Go validation and domain safety review

Validation Ownership

Validation should be centralized around the owned contract. Schema validation checks shape, required fields, types, keys, and referential integrity. Logical validation enforces domain invariants such as balanced entries, allowed period state, idempotency, authorization scope, or append-only audit rules.

A review should flag duplicated validators with different behavior, validation that happens only in the CLI but not the library, or mutation paths that bypass validation.

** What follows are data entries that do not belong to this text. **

use serde_json::json;
use std::io::{BufRead, BufReader, Write};
use std::path::PathBuf;
use std::process::{Child, ChildStdin, ChildStdout, Command, Stdio};
use std::time::{SystemTime, UNIX_EPOCH};

fn temp_dir(prefix: &str) -> PathBuf {
    let p = std::env::temp_dir().join(format!(
        "{}-{}",
        prefix,
        SystemTime::now()
            .duration_since(UNIX_EPOCH)
            .expect("clock")
            .as_nanos()
    ));
    std::fs::create_dir_all(&p).expect("create temp dir");
    p
}

fn spawn_sidecar() -> (Child, ChildStdin, BufReader<ChildStdout>) {
    let exe = env!("CARGO_BIN_EXE_attendanced");
    let mut child = Command::new(exe)
        .stdin(Stdio::piped())
        .stdout(Stdio::piped())
        .stderr(Stdio::null())
        .spawn()
        .expect("spawn attendanced");
    let stdin = child.stdin.take().expect("child stdin");
    let stdout = child.stdout.take().expect("child stdout");
    (child, stdin, BufReader::new(stdout))
}

fn request(
    stdin: &mut ChildStdin,
    reader: &mut BufReader<ChildStdout>,
    id: &str,
    method: &str,
    params: serde_json::Value,
) -> serde_json::Value {
    let payload = json!({
        "id": id,
        "method": method,
        "params": params,
    });
    writeln!(stdin, "{}", payload).expect("write request");
    stdin.flush().expect("flush request");

    let mut line = String::new();
    reader.read_line(&mut line).expect("read response line");
    let value: serde_json::Value = serde_json::from_str(line.trim()).expect("parse response json");
    assert_eq!(value.get("id").and_then(|v| v.as_str()), Some(id));
    value
}

fn request_ok(
    stdin: &mut ChildStdin,
    reader: &mut BufReader<ChildStdout>,
    id: &str,
    method: &str,
    params: serde_json::Value,
) -> serde_json::Value {
    let value = request(stdin, reader, id, method, params);
    assert_eq!(
        value.get("ok").and_then(|v| v.as_bool()),
        Some(true),
        "{} failed: {}",
        method,
        value
    );
    value.get("result").cloned().unwrap_or(json!({}))
}

fn request_err_code(
    stdin: &mut ChildStdin,
    reader: &mut BufReader<ChildStdout>,
    id: &str,
    method: &str,
    params: serde_json::Value,
) -> String {
    let value = request(stdin, reader, id, method, params);
    assert_eq!(
        value.get("ok").and_then(|v| v.as_bool()),
        Some(false),
        "{} unexpectedly succeeded: {}",
        method,
        value
    );
    value
        .get("error")
        .and_then(|e| e.get("code"))
        .and_then(|v| v.as_str())
        .unwrap_or("unknown")
        .to_string()
}


#[test]
fn router_dispatch_smoke_covers_handler_families() {
    let workspace = temp_dir("attendanced-router-smoke");
    let csv_out = workspace.join("smoke-export.csv");
    let (mut child, mut stdin, mut reader) = spawn_sidecar();

    let health = request_ok(&mut stdin, &mut reader, "1", "health", json!({}));
    assert!(health.get("workspacePath").map(|v| v.is_null()).unwrap_or(false));
    assert_eq!(
        request_err_code(&mut stdin, &mut reader, "2", "lessons.list", json!({})),
        "no_workspace"
    );
    request_ok(
        &mut stdin,
        &mut reader,
        "3",
        "workspace.select",
        json!({ "path": workspace.to_string_lossy() }),
    );
    assert!(workspace.join("attendance.sqlite3").is_file());
    assert!(workspace.join("config.json").is_file());

    let health = request_ok(&mut stdin, &mut reader, "4", "health", json!({}));
    assert_eq!(
        health.get("version").and_then(|v| v.as_str()),
        Some(env!("CARGO_PKG_VERSION"))
    );

    let calls: Vec<(&str, serde_json::Value)> = vec![
        ("lessons.list", json!({})),
        ("students.list", json!({})),
        ("session.get", json!({ "sessionId": "missing" })),
        ("session.abandon", json!({ "sessionId": "missing" })),
        ("submissions.list", json!({})),
        ("submissions.summary", json!({})),
        (
            "submissions.exportCsv",
            json!({ "outPath": csv_out.to_string_lossy() }),
        ),
        ("import.requirements", json!({ "kind": "students" })),
    ];
    for (i, (method, params)) in calls.into_iter().enumerate() {
        let id = format!("smoke-{}", i);
        let value = request(&mut stdin, &mut reader, &id, method, params);
        let code = value
            .get("error")
            .and_then(|e| e.get("code"))
            .and_then(|v| v.as_str())
            .unwrap_or("");
        assert_ne!(code, "not_implemented", "unknown method {}", method);
    }
    assert_eq!(
        std::fs::read_to_string(&csv_out).expect("export written"),
        "Date,Lesson,Day,Period,Student ID,Status\n"
    );

    assert_eq!(
        request_err_code(&mut stdin, &mut reader, "5", "grades.open", json!({})),
        "not_implemented"
    );

    drop(stdin);
    let _ = child.wait();
    let _ = std::fs::remove_dir_all(workspace);
}

#[test]
fn malformed_line_gets_bad_json_and_loop_continues() {
    let (mut child, mut stdin, mut reader) = spawn_sidecar();

    writeln!(stdin, "{{not json").expect("write garbage");
    stdin.flush().expect("flush");
    let mut line = String::new();
    reader.read_line(&mut line).expect("read bad_json reply");
    let value: serde_json::Value = serde_json::from_str(line.trim()).expect("reply is json");
    assert_eq!(value.get("ok").and_then(|v| v.as_bool()), Some(false));
    assert_eq!(
        value.pointer("/error/code").and_then(|v| v.as_str()),
        Some("bad_json")
    );

    request_ok(&mut stdin, &mut reader, "1", "health", json!({}));

    drop(stdin);
    let _ = child.wait();
}
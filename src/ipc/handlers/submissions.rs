use crate::dates::format_date;
use crate::ipc::helpers::{get_required_str, record_json, with_db, HandlerErr};
use crate::ipc::types::{AppState, Request};
use crate::ledger;
use rusqlite::Connection;
use serde_json::json;
use std::path::PathBuf;

fn submissions_list(conn: &Connection, _params: &serde_json::Value) -> Result<serde_json::Value, HandlerErr> {
    let records = ledger::all(conn)?;
    let records_json: Vec<serde_json::Value> = records.iter().map(record_json).collect();
    Ok(json!({ "records": records_json }))
}

fn submissions_summary(conn: &Connection, _params: &serde_json::Value) -> Result<serde_json::Value, HandlerErr> {
    let records = ledger::all(conn)?;
    let sessions: Vec<serde_json::Value> = ledger::summarize(&records)
        .iter()
        .map(|s| {
            json!({
                "date": format_date(s.date),
                "lesson": s.lesson,
                "weekday": s.weekday,
                "period": s.period,
                "presentStudentIds": s.present,
                "absentStudentIds": s.absent,
                "absentCount": s.absent.len(),
                "fullPresence": s.full_presence(),
            })
        })
        .collect();
    Ok(json!({ "sessions": sessions }))
}

fn submissions_export_csv(conn: &Connection, params: &serde_json::Value) -> Result<serde_json::Value, HandlerErr> {
    let out_path = PathBuf::from(get_required_str(params, "outPath")?);
    let row_count = ledger::export_csv(conn, &out_path)
        .map_err(|e| HandlerErr::new("io_failed", format!("{e:#}")))?;
    Ok(json!({
        "path": out_path.to_string_lossy(),
        "rowCount": row_count,
    }))
}

pub fn try_handle(state: &mut AppState, req: &Request) -> Option<serde_json::Value> {
    match req.method.as_str() {
        "submissions.list" => Some(with_db(state, req, submissions_list)),
        "submissions.summary" => Some(with_db(state, req, submissions_summary)),
        "submissions.exportCsv" => Some(with_db(state, req, submissions_export_csv)),
        _ => None,
    }
}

Audit, evidence, and other durable records need stable identity. Prefer stable IDs, canonical path forms, content hashes where integrity matters, immutable metadata for captured artifacts, and append-only or soft-delete workflows when history is part of the contract. Reviewers should flag code that links durable records by incidental filenames, rewrites audit metadata casually, or removes historical evidence instead of recording an explicit state change.

Exact Quantities and Authorization Matrices

Money and other exact business quantities must not use float32 or float64. Use decimal-safe representations such as scaled integers, exact decimals, or rational values according to the module contract. Reviewers should also watch for lossy string formatting, implicit timezone conversion, and parsing that accepts ambiguous dates or amounts without a documented rule.

Bad:

total := 0.0
for _, line := range lines {
	total += line.Price * float64(line.Quantity)
}

Better:

var total cents.Amount
for _, line := range lines {
	total = total.Add(line.Price.Mul(line.Quantity))
}

The better version uses an exact domain type, so rounding rules are explicit.

Security and access-control checks should be matrix-based, not one happy path. Protected APIs need coverage for no credential, malformed or wrong-audience credential where relevant, valid credential with insufficient scope, and valid credential with the exact required scope. A review should reject code that treats “any valid token” as sufficient for a protected endpoint family.

Example test shape:

tests := []struct {
	name  string
	token string
	want  int
}{
	{"no token", "", http.StatusUnauthorized},
	{"wrong scope", tokenWith("events:read"), http.StatusForbidden},
	{"required scope", tokenWith("billing:write"), http.StatusAccepted},
}

The important part is the matrix. A single happy-path token does not prove authorization.